Part C Two major factors that affected the United States development was the Mississippi River and the amount of gold in foothills and rivers of California. The Mississippi River is about 2,300 miles long and is one of the top ten most powerful rivers in the world. Two major tributaries are the Ohio River and Missouri River and it connects several parts of the country. The river made it possible for settlers to send cargo and trade downriver. It inspired Americans to create boats that could make two way trips up and down river.

This was ouch faster than previous methods and also required less work and money for those needing to transport cargo. The potential profit and benefits from being able to trade and send cargo easily attracted more Americans to the river. Cities were developed to accommodate the increase in people needing to utilize the river. The Mississippi River also provided fertile, well irrigated soil for farming and easy transportation of corn and other crops. The gold in the foothills and rivers in California inspired the quick expansion of population to the west coast.

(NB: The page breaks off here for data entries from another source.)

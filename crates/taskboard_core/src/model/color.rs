//! Board color value and its packed integer encoding.
//!
//! # Responsibility
//! - Represent an RGBA color as one packed 32-bit ARGB word.
//! - Provide the exact encode/decode pair used by the persisted document.
//!
//! # Invariants
//! - Alpha occupies the most significant byte, then red, green, blue.
//! - `decode_color(encode_color(c)) == c` for every representable color.
//! - The wire form is a signed 32-bit integer, never a hex string or a
//!   component struct.

use serde::{Deserialize, Serialize};
use std::fmt::{Display, Formatter};

/// Packed ARGB color (`0xAARRGGBB`).
#[derive(Debug, Clone, Copy, PartialEq, Eq, Hash, Serialize, Deserialize)]
#[serde(into = "i32", from = "i32")]
pub struct ArgbColor(u32);

impl ArgbColor {
    /// Wraps an already packed `0xAARRGGBB` word.
    pub const fn from_packed(argb: u32) -> Self {
        Self(argb)
    }

    /// Packs four 8-bit channels, alpha first.
    pub const fn from_argb(alpha: u8, red: u8, green: u8, blue: u8) -> Self {
        Self(
            ((alpha as u32) << 24) | ((red as u32) << 16) | ((green as u32) << 8) | (blue as u32),
        )
    }

    /// Packs normalized float channels the way platform `toArgb` helpers do.
    ///
    /// Each component is clamped to `[0, 1]` and rounded to the nearest byte.
    /// NaN maps to zero.
    pub fn from_rgba_f32(red: f32, green: f32, blue: f32, alpha: f32) -> Self {
        Self::from_argb(
            unit_to_byte(alpha),
            unit_to_byte(red),
            unit_to_byte(green),
            unit_to_byte(blue),
        )
    }

    /// Returns the packed `0xAARRGGBB` word.
    pub const fn packed(self) -> u32 {
        self.0
    }

    pub const fn alpha(self) -> u8 {
        (self.0 >> 24) as u8
    }

    pub const fn red(self) -> u8 {
        (self.0 >> 16) as u8
    }

    pub const fn green(self) -> u8 {
        (self.0 >> 8) as u8
    }

    pub const fn blue(self) -> u8 {
        self.0 as u8
    }
}

impl Display for ArgbColor {
    fn fmt(&self, f: &mut Formatter<'_>) -> std::fmt::Result {
        write!(f, "#{:08X}", self.0)
    }
}

impl From<ArgbColor> for i32 {
    fn from(value: ArgbColor) -> Self {
        encode_color(value)
    }
}

impl From<i32> for ArgbColor {
    fn from(value: i32) -> Self {
        decode_color(value)
    }
}

/// Encodes a color as the signed integer stored in the document.
///
/// Opaque colors (alpha >= 0x80) encode to negative values; this mirrors
/// the platform `Int` produced by standard ARGB packing.
pub const fn encode_color(color: ArgbColor) -> i32 {
    color.0 as i32
}

/// Decodes a stored signed integer back into a color. Exact inverse of
/// [`encode_color`].
pub const fn decode_color(value: i32) -> ArgbColor {
    ArgbColor(value as u32)
}

/// Fixed palette offered when a new board is created.
pub const BOARD_PALETTE: [ArgbColor; 8] = [
    ArgbColor::from_packed(0xFFFD_E68A), // yellow
    ArgbColor::from_packed(0xFFE9_D5FF), // purple
    ArgbColor::from_packed(0xFFFF_E4E6), // pink
    ArgbColor::from_packed(0xFF9E_E6C3), // green
    ArgbColor::from_packed(0xFFBB_DEFB), // light blue
    ArgbColor::from_packed(0xFFFF_F59D), // lemon
    ArgbColor::from_packed(0xFFFF_CCBC), // peach
    ArgbColor::from_packed(0xFFD1_C4E9), // lavender
];

/// Returns a palette entry for an arbitrary caller-chosen index.
///
/// Randomness stays with the caller; the model only wraps the index.
pub fn palette_color(index: usize) -> ArgbColor {
    BOARD_PALETTE[index % BOARD_PALETTE.len()]
}

fn unit_to_byte(component: f32) -> u8 {
    if component.is_nan() {
        return 0;
    }
    (component.clamp(0.0, 1.0) * 255.0 + 0.5) as u8
}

The journey to the west coast was long and ere dangerous but the hope of gold and prosperity motivated many people to take the risk to move to California. Many gold seekers came from America but the gold rush established some diversity in California when people came from as far as Europe, Australia and Asia to look for gold. San Franciscans population increased to about 36,000 the five years following the start of the gold rush. Many other cities were quickly developed to accommodate the migration of people to California.